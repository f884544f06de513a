use std::path::PathBuf;

use clap::Parser;
use container_export::{ExportOptions, ExtractSummary, ExtractionPolicy, ImageExporter};
use tracing_subscriber::EnvFilter;

#[derive(Parser, Debug)]
struct Args {
    /// Read the image from an archive created with `docker save`.
    #[arg(short, long)]
    archive: bool,

    /// Return an error if any step fails.
    #[arg(long)]
    fail_on_error: bool,

    /// Print the export data as JSON.
    #[arg(long)]
    json: bool,

    /// Image reference, or path to the archive.
    image: String,
}

struct Progress;

impl ExtractionPolicy for Progress {
    fn archive_start(&self, archive: &dyn std::fmt::Display) {
        eprintln!("EXTRACT {archive}");
    }

    fn finished(&self, summary: &ExtractSummary) {
        eprintln!(
            "  {} written, {} skipped, {} warnings",
            summary.written, summary.skipped, summary.warnings
        );
    }
}

#[tokio::main]
async fn main() -> Result<(), Box<dyn std::error::Error>> {
    tracing_subscriber::fmt()
        .with_env_filter(EnvFilter::from_default_env())
        .with_writer(std::io::stderr)
        .init();

    let args = Args::parse();

    let exporter = ImageExporter::from_env().with_policy(Progress);
    let options = ExportOptions {
        fail_on_error: args.fail_on_error,
    };

    let data = if args.archive {
        exporter.export_archive(&PathBuf::from(&args.image), options).await?
    } else {
        let runtime = exporter.fetcher().locator().kind().await;
        tracing::info!(%runtime, "exporting {}", args.image);

        exporter.export_image(&args.image, options).await?
    };

    let Some(data) = data else {
        eprintln!("Image not exported.");
        std::process::exit(1);
    };

    if args.json {
        println!("{}", serde_json::to_string_pretty(&data)?);
        return Ok(());
    }

    println!("{}", data.all_layers_exploded_dir.display());
    for path in &data.pkg_path_list {
        println!("  {}", path.display());
    }

    Ok(())
}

(Work to be completed): Your answer must be the lines from the first line of the records through the line containing "data as JSON.", copied exactly.

(Response):
repository f884544f06de513a
use std::path::PathBuf;

use clap::Parser;
use container_export::{ExportOptions, ExtractSummary, ExtractionPolicy, ImageExporter};
use tracing_subscriber::EnvFilter;

#[derive(Parser, Debug)]
struct Args {
    /// Read the image from an archive created with `docker save`.
    #[arg(short, long)]
    archive: bool,

    /// Return an error if any step fails.
    #[arg(long)]
    fail_on_error: bool,

    /// Print the export data as JSON.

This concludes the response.